Toute une histoire d’amour, de déchirement, de perte et de retrouvailles autant inattendues qu’imaginaires se devine, traversée par une vraie obsession de la soif et du vide qui creuse
comme des puits dans la chair délicate des poèmes.

Dans la moiteur de la nuit
Le cerne du désir
Creuse son vide.

En chemin, l’été
N’est que soif
Et poussière.

Ô le silence
Quand l’été glisse
Au fil de l’eau !

Contours argentés
Troncs tordus d’oliviers
Criant leur soif.

Même un baiser
Est un pas,
Est un cri.

On enjambe la mort
D’un pas
Trébuchant.

A quoi servirait
La plainte ?
Perdure l’attente.

Le cœur resserré
Dans l’attente
Comme un lien.

La faille de l’été
Soudainement présente
Comme un deuil.

Comme on reste lent
A comprendre
Que l’on tombe !

Nous n'offrons plus
Qu'un puits vide
Vers l'avenir.

C’est si triste
Un haïku
Qui meurt !

Le recueil est composé de haïkus comme cousus entre eux avec les ficelles invisibles, en des variations minimalistes à l’infini, dans un désir de complétude inassouvi à jamais – et on a l’impression que ce tissu de l’écriture n’est après tout que ce qui reste du voile du monde,
déchiré un peu partout, effiloché, mais clignotant encore plus comme si les éclats noirs
des abîmes lui conféraient une beauté tragique, autant absolue qu’éphémère.


La beauté s'est ouverte à minuit.
Elle n'est pas recensée, la beauté de chaque aurore.
La beauté est passe-murailles jusqu'à l'inconnaissance.
La beauté fait boomerang à midi juste.
Et l’écriture danse alors entre les bords de fentes ouvertes, avec une audace presque suicidaire, tout en gardant un je ne sais quoi de gracieux comme dans une pirouette effectuée dans l’air au dessus d’un gouffre béant.

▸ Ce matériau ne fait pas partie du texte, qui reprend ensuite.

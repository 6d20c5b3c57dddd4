//! Local embedding backends.
//!
//! [`BertEmbedder`] runs a sentence-transformer BERT checkpoint
//! (all-MiniLM-L12-v2 layout) through candle with masked mean pooling.
//! [`HashingEmbedder`] is a deterministic bag-of-tokens stand-in for
//! development and tests; it is selected with `embedding.fake = true` or
//! `APP_USE_FAKE_EMBEDDINGS=1`.

mod device;
mod pool;
mod tokenize;

pub use device::select_device;
pub use pool::masked_mean_l2;

use anyhow::{anyhow, Context, Result};
use std::collections::HashMap;
use std::path::{Path, PathBuf};
use std::sync::Arc;
use std::time::Instant;

use candle_core::{DType, Device, Tensor};
use candle_nn::VarBuilder;
use candle_transformers::models::bert::{BertModel, Config as BertConfig};
use tokenizers::Tokenizer;
use tracing::{info, warn};

use docsim_core::config::{expand_path, EmbeddingSettings};
use docsim_core::{Embedder, Error};

const DEFAULT_MODEL_DIR: &str = "models/all-MiniLM-L12-v2";
const FORWARD_BATCH: usize = 32;

pub struct BertEmbedder {
    model: BertModel,
    tokenizer: Tokenizer,
    device: Device,
    dim: usize,
}

impl BertEmbedder {
    /// Load `config.json`, `tokenizer.json` and weights (`model.safetensors`,
    /// falling back to `pytorch_model.bin`) from `model_dir`.
    pub fn load(model_dir: &Path, max_len: usize) -> Result<Self> {
        let device = select_device();
        info!(dir = %model_dir.display(), "loading sentence embedding model");

        let tokenizer_path = model_dir.join("tokenizer.json");
        let mut tokenizer = Tokenizer::from_file(&tokenizer_path)
            .map_err(|e| anyhow!("Failed to load tokenizer from {}: {}", tokenizer_path.display(), e))?;
        tokenize::configure_tokenizer(&mut tokenizer, max_len)?;

        let config_path = model_dir.join("config.json");
        let raw = std::fs::read_to_string(&config_path)
            .with_context(|| format!("Failed to read {}", config_path.display()))?;
        let config: BertConfig = serde_json::from_str(&raw)
            .with_context(|| format!("Failed to parse {}", config_path.display()))?;
        let dim = serde_json::from_str::<serde_json::Value>(&raw)?
            .get("hidden_size")
            .and_then(serde_json::Value::as_u64)
            .ok_or_else(|| anyhow!("{} has no hidden_size", config_path.display()))? as usize;

        let weights = load_weights(model_dir, &device)?;
        let vb = VarBuilder::from_tensors(weights, DType::F32, &device);
        let model = BertModel::load(vb, &config).context("Failed to build BERT model")?;
        info!(dim, max_len, "embedding model loaded");
        Ok(Self { model, tokenizer, device, dim })
    }

    fn forward(&self, texts: &[String]) -> Result<Vec<Vec<f32>>> {
        let (input_ids, token_type_ids, attention_mask) = tokenize::tokenize_batch(&self.tokenizer, texts, &self.device)?;
        let hidden = self.model.forward(&input_ids, &token_type_ids, Some(&attention_mask))?;
        let pooled = masked_mean_l2(&hidden, &attention_mask)?;
        Ok(pooled.to_device(&Device::Cpu)?.to_vec2::<f32>()?)
    }

    fn embed_all(&self, texts: &[String]) -> Result<Vec<Vec<f32>>> {
        let start = Instant::now();
        let mut out = Vec::with_capacity(texts.len());
        for batch in texts.chunks(FORWARD_BATCH) { out.extend(self.forward(batch)?); }
        info!(count = texts.len(), elapsed_ms = start.elapsed().as_millis() as u64, "embedded batch");
        Ok(out)
    }
}

fn load_weights(model_dir: &Path, device: &Device) -> Result<HashMap<String, Tensor>> {
    let safetensors = model_dir.join("model.safetensors");
    if safetensors.exists() {
        return candle_core::safetensors::load(&safetensors, device)
            .with_context(|| format!("Failed to load {}", safetensors.display()));
    }
    let pickle = model_dir.join("pytorch_model.bin");
    if pickle.exists() {
        let tensors = candle_core::pickle::read_all(&pickle)
            .with_context(|| format!("Failed to load {}", pickle.display()))?;
        return Ok(tensors.into_iter().collect());
    }
    Err(anyhow!("No model.safetensors or pytorch_model.bin in {}", model_dir.display()))
}

impl Embedder for BertEmbedder {
    fn dim(&self) -> usize { self.dim }
    fn embed_batch(&self, texts: &[String]) -> docsim_core::Result<Vec<Vec<f32>>> {
        if texts.is_empty() { return Ok(vec![]); }
        self.embed_all(texts).map_err(|e| Error::embed(format!("{e:#}")))
    }
}

/// Hashes whitespace tokens into buckets and L2-normalises the result.
pub struct HashingEmbedder { dim: usize }

impl HashingEmbedder {
    /// `dim` is clamped to at least 1.
    pub fn new(dim: usize) -> Self { Self { dim: dim.max(1) } }

    fn embed_text(&self, text: &str) -> Vec<f32> {
        use std::hash::{Hash, Hasher};
        use twox_hash::XxHash64;
        let mut v = vec![0f32; self.dim];
        for (i, token) in text.split_whitespace().enumerate() {
            let mut hasher = XxHash64::with_seed(0);
            token.hash(&mut hasher);
            let h = hasher.finish();
            let idx = (h as usize) % self.dim;
            let val = (((h >> 32) as u32) as f32) / (u32::MAX as f32);
            v[idx] += val + (i as f32 % 3.0) * 0.01;
        }
        let norm = (v.iter().map(|x| x * x).sum::<f32>()).sqrt().max(1e-6);
        for x in &mut v { *x /= norm; }
        v
    }
}

impl Embedder for HashingEmbedder {
    fn dim(&self) -> usize { self.dim }
    fn embed_batch(&self, texts: &[String]) -> docsim_core::Result<Vec<Vec<f32>>> {
        Ok(texts.iter().map(|t| self.embed_text(t)).collect())
    }
}

fn fake_requested(settings: &EmbeddingSettings) -> bool {
    settings.fake
        || std::env::var("APP_USE_FAKE_EMBEDDINGS")
            .ok()
            .map(|v| v == "1" || v.eq_ignore_ascii_case("true"))
            .unwrap_or(false)
}

/// Build the configured embedder. A missing or unloadable model is a startup failure.
pub fn get_default_embedder(settings: &EmbeddingSettings) -> docsim_core::Result<Arc<dyn Embedder>> {
    if fake_requested(settings) {
        info!(dim = settings.fake_dim, "using HashingEmbedder");
        return Ok(Arc::new(HashingEmbedder::new(settings.fake_dim)));
    }
    let model_dir = resolve_model_dir(settings.model_dir.as_deref()).map_err(|e| Error::EmbedUnavailable(e.to_string()))?;
    let embedder = BertEmbedder::load(&model_dir, settings.max_len).map_err(|e| Error::EmbedUnavailable(format!("{e:#}")))?;
    Ok(Arc::new(embedder))
}

/// Explicit setting first, then `RUSTBERT_CACHE`, `MODEL_DIR`, then `models/all-MiniLM-L12-v2`.
pub fn resolve_model_dir(configured: Option<&str>) -> Result<PathBuf> {
    if let Some(dir) = configured {
        let p = expand_path(dir);
        if p.join("config.json").exists() { return Ok(p); }
        return Err(anyhow!("Configured model dir {} has no config.json", p.display()));
    }
    for var in ["RUSTBERT_CACHE", "MODEL_DIR"] {
        if let Ok(dir) = std::env::var(var) {
            let p = expand_path(&dir);
            if p.join("config.json").exists() { info!("Using {}: {}", var, p.display()); return Ok(p); }
            warn!("{} is set but {} has no config.json", var, p.display());
        }
    }
    let fallback = Path::new(DEFAULT_MODEL_DIR);
    if fallback.join("config.json").exists() { return Ok(fallback.to_path_buf()); }
    Err(anyhow!("Could not locate a sentence embedding model directory"))
}
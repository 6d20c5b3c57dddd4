//! The similarity-search engine: content-addressed indexing into a
//! [`VectorStore`](docsim_core::VectorStore) and exhaustive cosine ranking.

pub mod embed_provider;
pub mod indexer;
pub mod schema;
pub mod search;
pub mod similarity;

pub use embed_provider::EmbedProvider;
pub use indexer::DocumentIndexer;
pub use search::{QueryEngine, QueryOutcome, SkippedEntry};
pub use similarity::cosine_similarity;
use std::path::PathBuf;
use std::process::ExitCode;
use std::sync::Arc;
use std::time::Duration;

use anyhow::{Context, Result};
use clap::Parser;
use indicatif::{ProgressBar, ProgressStyle};
use tracing::info;

use docsim_core::config::{Config, Settings};
use docsim_core::data_processor::DataProcessor;
use docsim_core::{logging, VectorStore};
use docsim_embed::get_default_embedder;
use docsim_store::RedisStore;
use docsim_vector::{DocumentIndexer, EmbedProvider, QueryEngine};

/// Index a directory of text files into Redis, then rank it against one query.
#[derive(Parser, Debug)]
#[command(name = "docsim", version, about = "Content-addressed document similarity search")]
struct Cli {
    /// Directory to ingest (defaults to `data.root_dir`).
    data_dir: Option<PathBuf>,
    /// Query text (defaults to `query.text`).
    #[arg(short, long)]
    query: Option<String>,
    /// Print only the top N results.
    #[arg(short, long)]
    limit: Option<usize>,
    /// Redis address, `host:port` or a `redis://` URL.
    #[arg(short, long)]
    address: Option<String>,
}

fn main() -> ExitCode {
    let cli = Cli::parse();
    match run(cli) {
        Ok(()) => ExitCode::SUCCESS,
        Err(e) => {
            eprintln!("Error: {:#}", e);
            ExitCode::from(exit_code(&e))
        }
    }
}

/// Exit code of the first library error in the chain; 1 for anything else.
fn exit_code(e: &anyhow::Error) -> u8 {
    e.chain()
        .find_map(|cause| cause.downcast_ref::<docsim_core::Error>())
        .map_or(1, |err| err.class().exit_code())
}

fn run(cli: Cli) -> Result<()> {
    let config = Config::load()?;
    let mut settings: Settings = config.settings()?;
    logging::init(&settings.log.level);
    if let Some(address) = cli.address { settings.store.address = address; }
    info!(env = config.env_name(), "configuration loaded");

    let data_dir = cli.data_dir.unwrap_or_else(|| settings.root_dir());
    let query = cli.query.unwrap_or_else(|| settings.query.text.clone());
    let limit = cli.limit.or(settings.query.limit);

    println!("Document similarity search\n==========================");
    println!("Data directory: {}", data_dir.display());

    let documents = DataProcessor::with_extension(&settings.data.extension)
        .process_directory(&data_dir)
        .with_context(|| format!("ingesting {}", data_dir.display()))?;
    println!("Loaded {} documents", documents.len());

    let embedder = get_default_embedder(&settings.embedding)?;
    let provider = EmbedProvider::new(embedder).with_timeout(settings.embedding.timeout())?;

    let store: Arc<dyn VectorStore> = Arc::new(
        RedisStore::from_settings(&settings.store)
            .with_context(|| format!("connecting to {}", settings.store.address))?,
    );

    let indexer = DocumentIndexer::new(Arc::clone(&store), provider.clone()).with_key_prefix(&settings.store.key_prefix);
    let spinner = ProgressBar::new_spinner();
    spinner.set_style(ProgressStyle::default_spinner().template("{spinner:.green} [{elapsed_precise}] {msg}")?);
    spinner.set_message(format!("Embedding {} documents", documents.len()));
    spinner.enable_steady_tick(Duration::from_millis(100));
    let indexed = indexer.index(&documents);
    spinner.finish_and_clear();
    let indexed = indexed.context("indexing pass")?;
    println!("📊 Stored {} distinct documents", indexed);

    let engine = QueryEngine::new(store, provider).with_key_prefix(&settings.store.key_prefix);
    let outcome = match limit {
        Some(k) => engine.query_top_k(&query, k),
        None => engine.query(&query),
    }
    .with_context(|| format!("query {:?}", query))?;

    println!("\n🔍 Query: {}", query);
    for (rank, doc) in outcome.results.iter().enumerate() {
        println!("{:>3}. {:.4}  {}", rank + 1, doc.score, preview(&doc.text));
    }
    if outcome.skipped_count() > 0 {
        println!("⚠️  Skipped {} unreadable entries", outcome.skipped_count());
    }
    match outcome.best() {
        Some(best) => println!("\n✅ Best match ({:.4}): {}", best.score, preview(&best.text)),
        None => println!("\nNo documents in the store"),
    }
    Ok(())
}

fn preview(text: &str) -> String {
    const MAX: usize = 80;
    let line = text.split_whitespace().collect::<Vec<_>>().join(" ");
    if line.chars().count() <= MAX { line } else { format!("{}…", line.chars().take(MAX).collect::<String>()) }
}

#[cfg(test)]
mod tests {
    use super::*;

    #[test]
    fn library_errors_map_to_class_exit_codes() {
        let err = anyhow::Error::new(docsim_core::Error::store("down")).context("connecting");
        assert_eq!(exit_code(&err), 75);
        let err = anyhow::Error::new(docsim_core::Error::InvalidConfig("bad".into()));
        assert_eq!(exit_code(&err), 78);
        assert_eq!(exit_code(&anyhow::anyhow!("other")), 1);
    }

    #[test]
    fn preview_collapses_whitespace_and_truncates() {
        assert_eq!(preview("a\n  b\tc"), "a b c");
        let long = "x".repeat(100);
        assert_eq!(preview(&long).chars().count(), 81);
    }

    #[test]
    fn cli_parses_positional_and_flags() {
        let cli = Cli::parse_from(["docsim", "corpus", "--query", "dogs", "-l", "3", "--address", "redis:6380"]);
        assert_eq!(cli.data_dir, Some(PathBuf::from("corpus")));
        assert_eq!(cli.query.as_deref(), Some("dogs"));
        assert_eq!(cli.limit, Some(3));
        assert_eq!(cli.address.as_deref(), Some("redis:6380"));
    }
}
use std::collections::{BTreeMap, HashMap};
use std::sync::RwLock;

use docsim_core::{Error, Result, VectorStore};

type Record = HashMap<String, String>;

/// Process-local store with the same field semantics as a Redis hash.
///
/// A whole `set_fields` call is applied under one write lock.
#[derive(Debug, Default)]
pub struct MemoryStore {
    entries: RwLock<BTreeMap<String, Record>>,
}

impl MemoryStore {
    pub fn new() -> Self { Self::default() }

    pub fn len(&self) -> usize { self.entries.read().map(|e| e.len()).unwrap_or(0) }

    pub fn is_empty(&self) -> bool { self.len() == 0 }
}

fn poisoned() -> Error { Error::store("memory store lock poisoned") }

impl VectorStore for MemoryStore {
    fn set_fields(&self, key: &str, fields: &[(&str, &str)]) -> Result<()> {
        let mut entries = self.entries.write().map_err(|_| poisoned())?;
        let record = entries.entry(key.to_string()).or_default();
        for (field, value) in fields { record.insert((*field).to_string(), (*value).to_string()); }
        Ok(())
    }

    fn get_field(&self, key: &str, field: &str) -> Result<Option<String>> {
        let entries = self.entries.read().map_err(|_| poisoned())?;
        Ok(entries.get(key).and_then(|r| r.get(field)).cloned())
    }

    fn keys_with_prefix(&self, prefix: &str) -> Result<Vec<String>> {
        let entries = self.entries.read().map_err(|_| poisoned())?;
        Ok(entries
            .range(prefix.to_string()..)
            .take_while(|(k, _)| k.starts_with(prefix))
            .map(|(k, _)| k.clone())
            .collect())
    }
}

#[cfg(test)]
mod tests {
    use super::*;

    #[test]
    fn set_then_get_fields() {
        let store = MemoryStore::new();
        store.set_fields("embedding:a", &[("text", "cat"), ("embedding", "{\"values\":[1.0]}")]).unwrap();
        assert_eq!(store.get_field("embedding:a", "text").unwrap().as_deref(), Some("cat"));
        assert_eq!(store.get_field("embedding:a", "missing").unwrap(), None);
        assert_eq!(store.get_field("embedding:b", "text").unwrap(), None);
    }

    #[test]
    fn overwrite_keeps_single_entry() {
        let store = MemoryStore::new();
        store.set_fields("k", &[("text", "one")]).unwrap();
        store.set_fields("k", &[("text", "two")]).unwrap();
        assert_eq!(store.len(), 1);
        assert_eq!(store.get_field("k", "text").unwrap().as_deref(), Some("two"));
    }

    #[test]
    fn prefix_scan_only_returns_namespace() {
        let store = MemoryStore::new();
        for key in ["embedding:1", "embedding:2", "embeddings", "other:1", "a"] {
            store.set_fields(key, &[("text", key)]).unwrap();
        }
        assert_eq!(store.keys_with_prefix("embedding:").unwrap(), vec!["embedding:1", "embedding:2"]);
        assert!(store.keys_with_prefix("zzz").unwrap().is_empty());
    }
}
use std::sync::Arc;

use tracing::{debug, info, warn};

use docsim_core::{Error, Result, ScoredDocument, VectorStore};

use crate::embed_provider::EmbedProvider;
use crate::schema::{decode_embedding, DEFAULT_KEY_PREFIX, EMBEDDING_FIELD, TEXT_FIELD};
use crate::similarity::cosine_similarity;

/// An entry left out of the ranking, with the reason it could not be scored.
#[derive(Debug, Clone, PartialEq)]
pub struct SkippedEntry {
    pub key: String,
    pub reason: String,
}

/// Ranked results (descending score) plus the entries that were skipped.
#[derive(Debug, Clone, Default)]
pub struct QueryOutcome {
    pub results: Vec<ScoredDocument>,
    pub skipped: Vec<SkippedEntry>,
}

impl QueryOutcome {
    pub fn best(&self) -> Option<&ScoredDocument> { self.results.first() }

    pub fn skipped_count(&self) -> usize { self.skipped.len() }
}

/// Exhaustive cosine search over every entry in the key namespace.
pub struct QueryEngine {
    store: Arc<dyn VectorStore>,
    provider: EmbedProvider,
    key_prefix: String,
}

impl QueryEngine {
    pub fn new(store: Arc<dyn VectorStore>, provider: EmbedProvider) -> Self {
        Self { store, provider, key_prefix: DEFAULT_KEY_PREFIX.to_string() }
    }

    pub fn with_key_prefix(mut self, prefix: impl Into<String>) -> Self {
        self.key_prefix = prefix.into();
        self
    }

    pub fn count_entries(&self) -> Result<usize> { Ok(self.store.keys_with_prefix(&self.key_prefix)?.len()) }

    pub fn query(&self, text: &str) -> Result<QueryOutcome> {
        let query_vec = self.embed_query(text)?;
        self.rank(&query_vec)
    }

    pub fn query_top_k(&self, text: &str, k: usize) -> Result<QueryOutcome> {
        let mut outcome = self.query(text)?;
        outcome.results.truncate(k);
        Ok(outcome)
    }

    /// Score a precomputed query vector against every stored entry.
    ///
    /// Unreadable entries are skipped and reported, never fatal. A query
    /// vector of the wrong dimension is fatal.
    pub fn rank(&self, query_vec: &[f32]) -> Result<QueryOutcome> {
        let dim = self.provider.dim();
        if query_vec.len() != dim {
            return Err(Error::DimensionMismatch { expected: dim, actual: query_vec.len() });
        }
        let keys = self.store.keys_with_prefix(&self.key_prefix)?;
        debug!(candidates = keys.len(), prefix = %self.key_prefix, "scoring entries");

        let mut outcome = QueryOutcome::default();
        for key in keys {
            match self.score_entry(&key, query_vec) {
                Ok(scored) => outcome.results.push(scored),
                Err(e) => {
                    warn!(%key, error = %e, "skipping entry");
                    outcome.skipped.push(SkippedEntry { key, reason: e.to_string() });
                }
            }
        }
        outcome.results.sort_by(|a, b| b.score.total_cmp(&a.score).then_with(|| a.text.cmp(&b.text)));

        if outcome.skipped.is_empty() {
            info!("Ranked {} documents", outcome.results.len());
        } else {
            warn!("Ranked {} documents, skipped {} unreadable entries", outcome.results.len(), outcome.skipped.len());
        }
        Ok(outcome)
    }

    fn score_entry(&self, key: &str, query_vec: &[f32]) -> Result<ScoredDocument> {
        let raw = self
            .store
            .get_field(key, EMBEDDING_FIELD)?
            .ok_or_else(|| Error::store(format!("missing '{}' field", EMBEDDING_FIELD)))?;
        let embedding = decode_embedding(&raw)?;
        let score = cosine_similarity(query_vec, &embedding)?;
        let text = self
            .store
            .get_field(key, TEXT_FIELD)?
            .ok_or_else(|| Error::store(format!("missing '{}' field", TEXT_FIELD)))?;
        Ok(ScoredDocument { text, score })
    }

    /// One retry when the first attempt times out.
    fn embed_query(&self, text: &str) -> Result<Vec<f32>> {
        let texts = [text.to_string()];
        let vectors = match self.provider.embed(&texts) {
            Err(e) if e.is_transient() => {
                warn!(error = %e, "query embedding failed, retrying once");
                self.provider.embed(&texts)?
            }
            other => other?,
        };
        vectors
            .into_iter()
            .next()
            .ok_or_else(|| Error::query("embedding backend returned no vector for the query"))
    }
}
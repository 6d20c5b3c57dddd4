#![deny(warnings)]
#![deny(dead_code)]
#![deny(unused_variables)]
#![deny(unused_imports)]

//! Shared building blocks for docsim: domain types, the embedder and store
//! capabilities, the error taxonomy, configuration and corpus ingestion.

pub mod config;
pub mod data_processor;
pub mod error;
pub mod logging;
pub mod traits;
pub mod types;

pub use error::{Error, ErrorClass, Result};
pub use traits::{Embedder, VectorStore};
pub use types::{ContentKey, Document, ScoredDocument};
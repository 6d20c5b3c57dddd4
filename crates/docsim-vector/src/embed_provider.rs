//! Boundary around the embedding backend.
//!
//! Enforces the batch contract (one vector per input, in order, each of
//! dimension D, all values finite) and the call deadline.

use std::sync::Arc;
use std::time::Duration;

use tokio::runtime::{Builder, Runtime};
use tokio::sync::Semaphore;

use docsim_core::{Embedder, Error, Result};

#[derive(Clone)]
struct Deadline {
    runtime: Arc<Runtime>,
    timeout: Duration,
    /// One backend call at a time, including calls whose caller gave up.
    gate: Arc<Semaphore>,
}

#[derive(Clone)]
pub struct EmbedProvider {
    inner: Arc<dyn Embedder>,
    deadline: Option<Deadline>,
}

impl EmbedProvider {
    pub fn new(inner: Arc<dyn Embedder>) -> Self { Self { inner, deadline: None } }

    /// A call that misses the deadline returns [`Error::EmbedTimeout`]. The
    /// abandoned backend call keeps the gate until it returns, so the next
    /// call waits for it (within its own deadline) rather than running alongside.
    pub fn with_timeout(mut self, timeout: Option<Duration>) -> Result<Self> {
        self.deadline = match timeout {
            None => None,
            Some(timeout) => {
                let runtime = Builder::new_current_thread()
                    .enable_time()
                    .thread_name("docsim-embed")
                    .build()
                    .map_err(|e| Error::embed(format!("failed to start embedding runtime: {}", e)))?;
                Some(Deadline { runtime: Arc::new(runtime), timeout, gate: Arc::new(Semaphore::new(1)) })
            }
        };
        Ok(self)
    }

    /// Embedding dimensionality (D).
    pub fn dim(&self) -> usize { self.inner.dim() }

    pub fn embed(&self, texts: &[String]) -> Result<Vec<Vec<f32>>> {
        if texts.is_empty() { return Ok(vec![]); }
        let vectors = self.call(texts)?;
        self.validate(texts.len(), &vectors)?;
        Ok(vectors)
    }

    fn call(&self, texts: &[String]) -> Result<Vec<Vec<f32>>> {
        let Some(deadline) = &self.deadline else { return self.inner.embed_batch(texts) };
        let inner = Arc::clone(&self.inner);
        let gate = Arc::clone(&deadline.gate);
        let owned = texts.to_vec();
        let timeout = deadline.timeout;

        deadline.runtime.block_on(async move {
            let work = async move {
                let permit = gate
                    .acquire_owned()
                    .await
                    .map_err(|_| Error::embed("embedding gate closed"))?;
                tokio::task::spawn_blocking(move || {
                    let _permit = permit;
                    inner.embed_batch(&owned)
                })
                .await
                .map_err(|e| Error::embed(format!("embedding worker failed: {}", e)))?
            };
            tokio::time::timeout(timeout, work).await.map_err(|_| Error::EmbedTimeout(timeout))?
        })
    }

    fn validate(&self, expected: usize, vectors: &[Vec<f32>]) -> Result<()> {
        if vectors.len() != expected {
            return Err(Error::embed(format!("backend returned {} vectors for {} texts", vectors.len(), expected)));
        }
        let dim = self.dim();
        for (i, v) in vectors.iter().enumerate() {
            if v.len() != dim { return Err(Error::DimensionMismatch { expected: dim, actual: v.len() }); }
            if v.iter().any(|x| !x.is_finite()) {
                return Err(Error::embed(format!("backend returned non-finite values for input {}", i)));
            }
        }
        Ok(())
    }
}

Du grand art, que ce ballet incorporel…


***



Dorianne Laux

Voici maintenant un livre qui porte, telles des nouvelles en puissance, les aventures quotidiennes d’une fée déguisée en personne-tout-le-monde : Dorianne Laux, traduite par Hélène Cardona … Ce qui est fascinant dans ce recueil, c’est l’immédiateté du réel : celui de la rue, des murs couvertes de grafitti obscènes, des magasins en tous genres, des restaurants fast food, des traversées en tous sens de petites villes perdues
où rien ne se passe mais où n’importe quoi pourrait se passer, sans que personne ne le remarque –
mais aussi le réel, autrement poignant, des nuits blanches, des rêves lucides où l’on écoute Dieu vous parler d’une voix imperceptible comme une poussière fine, des cauchemars qui vous transforment en sorcière vengeresse et meurtrière poursuivant des chats sous la lune, des heures suspendues où vous pensez devoir écrire et n’arrivez pas…

Se déversent pêle-mêle dans le recueil ces flots d’images nourris de petits événements de tous les jours, sans conséquence ou au contraire, portant les germes d’inconnues catastrophes, des souvenirs – joies, chocs émotionnels, découvertes interdites, souffrances et blessures non guéries remontant du passé immédiat mais déjà enfoui, du passé lointain qui vous fait face –, mais aussi les regards des autres, les gestes des autres, prenant possession de vous en votre absence, les orgasmes crus des amours parsemées en tout lieu, tout votre monde, famille, enfants, parents, boulot, décès, veilles…, cet amas informe de faits qui fait une vie, et qui n’est somme toute qu’un décor…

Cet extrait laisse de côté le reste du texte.